• _WHAT THE TASK ASKS_:
The line containing "#[derive(Parser)]" marks the end: restate word for word every line from the first line of the entries below through that one.

----

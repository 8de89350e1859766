use std::fs;
use std::path::{Path, PathBuf};
use std::process::ExitCode;

use clap::{Parser, Subcommand};
use comfy_table::{Attribute, Cell, Color, Table};
use inquire::Text;
use tracing::{error, info, warn};
use tracing_subscriber::EnvFilter;

use zc_invoice::{assemble, AppSettings, RecordStore, Result};

// ==========================================
// CLI
// ==========================================

#[derive(Parser)]
#[command(name = "zc-invoice", about = "Prepare export invoices for the print template")]
struct Cli {
    /// Data directory (overrides settings and ZC_INVOICE_DATA_ROOT)
    #[arg(long, global = true)]
    data_root: Option<PathBuf>,

    /// Debug logging
    #[arg(short, long, global = true)]
    verbose: bool,

    #[command(subcommand)]
    command: Commands,
}

#[derive(Subcommand)]
enum Commands {
    /// Print the render-ready data for an invoice as JSON
    Prepare {
        id: String,
        /// Single-line JSON
        #[arg(long)]
        compact: bool,
    },
    /// Render an invoice through a tera template
    Render {
        id: String,
        #[arg(short, long)]
        template: PathBuf,
        /// Write here instead of stdout
        #[arg(short, long)]
        out: Option<PathBuf>,
    },
    /// List stored invoices
    List,
    /// Configure data directory
    Config {
        /// New data directory; prompts when omitted
        #[arg(value_name = "DIR")]
        path: Option<String>,
    },
}

fn init_logging(verbose: bool) {
    let default = if verbose { "debug" } else { "info" };
    let filter = EnvFilter::try_from_default_env()
        .unwrap_or_else(|_| EnvFilter::new(default));
    tracing_subscriber::fmt()
        .with_env_filter(filter)
        .with_writer(std::io::stderr)
        .with_target(false)
        .init();
}

// ==========================================
// Main Function
// ==========================================

fn main() -> ExitCode {
    let cli = Cli::parse();
    init_logging(cli.verbose);

    match run(cli) {
        Ok(()) => ExitCode::SUCCESS,
        Err(e) => {
            error!("{e}");
            ExitCode::FAILURE
        }
    }
}

fn open_store(data_root: Option<PathBuf>) -> RecordStore {
    let root = data_root.unwrap_or_else(|| AppSettings::resolve().data_root_path());
    RecordStore::new(root)
}

fn run(cli: Cli) -> Result<()> {
    match cli.command {
        Commands::Prepare { id, compact } => {
            let data = assemble(&open_store(cli.data_root).load(&id)?);
            let json = if compact {
                serde_json::to_string(&data)?
            } else {
                serde_json::to_string_pretty(&data)?
            };
            println!("{json}");
        }
        Commands::Render { id, template, out } => {
            let data = assemble(&open_store(cli.data_root).load(&id)?);
            let rendered = data.render_file(&template)?;
            match out {
                Some(path) => {
                    write_output(&path, &rendered)?;
                    info!(path = %path.display(), "invoice rendered");
                }
                None => print!("{rendered}"),
            }
        }
        Commands::List => list_invoices(&open_store(cli.data_root))?,
        Commands::Config { path } => configure(path)?,
    }
    Ok(())
}

// ==========================================
// Commands
// ==========================================

fn write_output(path: &Path, content: &str) -> Result<()> {
    if let Some(dir) = path.parent().filter(|d| !d.as_os_str().is_empty()) {
        fs::create_dir_all(dir)?;
    }
    fs::write(path, content)?;
    Ok(())
}

fn list_invoices(store: &RecordStore) -> Result<()> {
    let ids = store.list()?;
    if ids.is_empty() {
        println!("No invoices found in {}", store.dir().display());
        return Ok(());
    }

    let mut table = Table::new();
    table.set_header(vec![
        Cell::new("ID").add_attribute(Attribute::Bold),
        Cell::new("Invoice No.").add_attribute(Attribute::Bold),
        Cell::new("Date").add_attribute(Attribute::Bold),
        Cell::new("Rows").add_attribute(Attribute::Bold),
        Cell::new("Middle Row").add_attribute(Attribute::Bold),
        Cell::new("Total").add_attribute(Attribute::Bold),
    ]);

    for id in ids {
        let record = match store.load(&id) {
            Ok(record) => record,
            Err(e) => {
                warn!(%id, "skipping unreadable invoice: {e}");
                table.add_row(vec![Cell::new(&id), Cell::new("unreadable").fg(Color::Red)]);
                continue;
            }
        };
        let data = assemble(&record);
        table.add_row(vec![
            Cell::new(&id),
            Cell::new(&data.invoice_number),
            Cell::new(&data.invoice_date),
            Cell::new(data.table.total_items),
            Cell::new(data.table.middle_row),
            Cell::new(format!("{} {}", data.currency, data.total_invoice_value))
                .fg(Color::Green),
        ]);
    }

    println!("{table}");
    Ok(())
}

fn configure(data_root: Option<String>) -> Result<()> {
    let new_root = match data_root {
        Some(root) => root,
        None => {
            let current = AppSettings::load().unwrap_or_default();
            let answer = Text::new("Data directory:")
                .with_default(&current.data_root)
                .prompt();
            match answer {
                Ok(root) => root,
                Err(e) => {
                    warn!("configuration cancelled: {e}");
                    return Ok(());
                }
            }
        }
    };

    let settings = AppSettings {
        data_root: new_root,
    };
    let path = settings.save()?;
    info!(path = %path.display(), "settings saved");
    Ok(())
}
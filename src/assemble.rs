use std::path::Path;

use serde::Serialize;
use tera::{Context, Tera};
use tracing::debug;

use crate::error::Result;
use crate::model::{InvoiceRecord, ItemRow};
use crate::rows::{amount_or_zero, prepare_rows, TableData};

pub const DEFAULT_CURRENCY: &str = "INR";

const TEMPLATE_NAME: &str = "invoice";

/// Everything the invoice template reads, as one flat mapping.
///
/// Scalar keys are camelCase. `items` and `tableRows` both carry the raw
/// items; `rows` carries the enriched copies.
#[derive(Debug, Clone, PartialEq, Serialize)]
#[serde(rename_all = "camelCase")]
pub struct RenderData {
    pub invoice_number: String,
    pub invoice_date: String,
    pub buyer_order_number: String,
    pub buyer_order_date: String,
    pub exporter_reference: String,
    pub iec_number: String,
    pub tax_registration_number: String,
    pub lut_arn_number: String,
    pub delivery_payment_terms: String,
    pub port_of_loading: String,
    pub port_of_discharge: String,
    pub pre_carriage_by: String,
    pub place_of_receipt: String,
    pub port_of_destination: String,
    pub destination: String,
    pub currency: String,
    pub vessel_flight: String,
    pub country_of_origin: String,
    pub ad_code: String,
    pub other_reference: String,
    pub hs_code: String,
    pub final_destination: String,
    pub contact_person_name: String,
    pub contact_email: String,
    pub consignee_address: String,
    pub delivery_address: String,
    pub amount_in_words: String,
    pub total_export_value: String,
    pub total_gst_value: String,
    pub total_invoice_value: String,
    pub number_of_boxes: i64,
    pub items: Vec<ItemRow>,
    pub table_rows: Vec<ItemRow>,
    #[serde(flatten)]
    pub table: TableData,
}

impl RenderData {
    /// Hands the mapping to tera.
    pub fn to_context(&self) -> Result<Context> {
        Ok(Context::from_serialize(self)?)
    }

    /// Renders a single tera template file against this mapping.
    pub fn render_file(&self, template: &Path) -> Result<String> {
        let mut tera = Tera::default();
        tera.add_template_file(template, Some(TEMPLATE_NAME))?;
        Ok(tera.render(TEMPLATE_NAME, &self.to_context()?)?)
    }
}

fn text(value: &Option<String>) -> String {
    text_or(value, "")
}

fn text_or(value: &Option<String>, default: &str) -> String {
    match value.as_deref() {
        Some(v) if !v.is_empty() => v.to_string(),
        _ => default.to_string(),
    }
}

fn money(value: &Option<String>) -> String {
    amount_or_zero(value.as_deref())
}

/// Builds the render mapping for one invoice. Missing fields never fail; they
/// come out blank, zero or `"INR"` for the currency.
pub fn assemble(record: &InvoiceRecord) -> RenderData {
    let items = record.items.clone().unwrap_or_default();
    let table = prepare_rows(
        &items,
        record.taxable_value.as_deref(),
        record.igst_percent.as_deref(),
        record.igst_amount.as_deref(),
    );

    debug!(
        invoice_number = record.invoice_number.as_deref().unwrap_or("<unset>"),
        total_items = table.total_items,
        middle_row = table.middle_row,
        "assembled invoice"
    );

    RenderData {
        invoice_number: text(&record.invoice_number),
        invoice_date: text(&record.invoice_date),
        buyer_order_number: text(&record.buyer_order_number),
        buyer_order_date: text(&record.buyer_order_date),
        exporter_reference: text(&record.exporter_reference),
        iec_number: text(&record.iec_number),
        tax_registration_number: text(&record.tax_registration_number),
        lut_arn_number: text(&record.lut_arn_number),
        delivery_payment_terms: text(&record.delivery_payment_terms),
        port_of_loading: text(&record.port_of_loading),
        port_of_discharge: text(&record.port_of_discharge),
        pre_carriage_by: text(&record.pre_carriage_by),
        place_of_receipt: text(&record.place_of_receipt),
        port_of_destination: text(&record.port_of_destination),
        destination: text(&record.destination),
        currency: text_or(&record.currency, DEFAULT_CURRENCY),
        vessel_flight: text(&record.vessel_flight),
        country_of_origin: text(&record.country_of_origin),
        ad_code: text(&record.ad_code),
        other_reference: text(&record.other_reference),
        hs_code: text(&record.hs_code),
        final_destination: text(&record.final_destination),
        contact_person_name: text(&record.contact_person_name),
        contact_email: text(&record.contact_email),
        consignee_address: text(&record.consignee_address),
        delivery_address: text(&record.delivery_address),
        amount_in_words: text(&record.amount_in_words),
        total_export_value: money(&record.total_export_value),
        total_gst_value: money(&record.total_gst_value),
        total_invoice_value: money(&record.total_invoice_value),
        // Some(0) is a real count and stays 0; only None is defaulted.
        number_of_boxes: record.number_of_boxes.unwrap_or(0),
        table_rows: items.clone(),
        items,
        table,
    }
}
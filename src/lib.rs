//! Turns stored export invoices into the flat mapping the invoice template
//! renders, including which goods-table row carries the tax summary.

pub mod assemble;
pub mod config;
pub mod error;
pub mod layout;
pub mod model;
pub mod rows;
pub mod store;

pub use assemble::{assemble, RenderData};
pub use config::AppSettings;
pub use error::{Error, Result};
pub use layout::compute_anchor;
pub use model::{EnrichedRow, InvoiceRecord, ItemRow};
pub use rows::{prepare_rows, SummaryFields, TableData};
pub use store::RecordStore;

----

• _RESULT FOR THIS TASK_:
repository 8de89350e1859766
use std::fs;
use std::path::{Path, PathBuf};
use std::process::ExitCode;

use clap::{Parser, Subcommand};
use comfy_table::{Attribute, Cell, Color, Table};
use inquire::Text;
use tracing::{error, info, warn};
use tracing_subscriber::EnvFilter;

use zc_invoice::{assemble, AppSettings, RecordStore, Result};

// ==========================================
// CLI
// ==========================================

#[derive(Parser)]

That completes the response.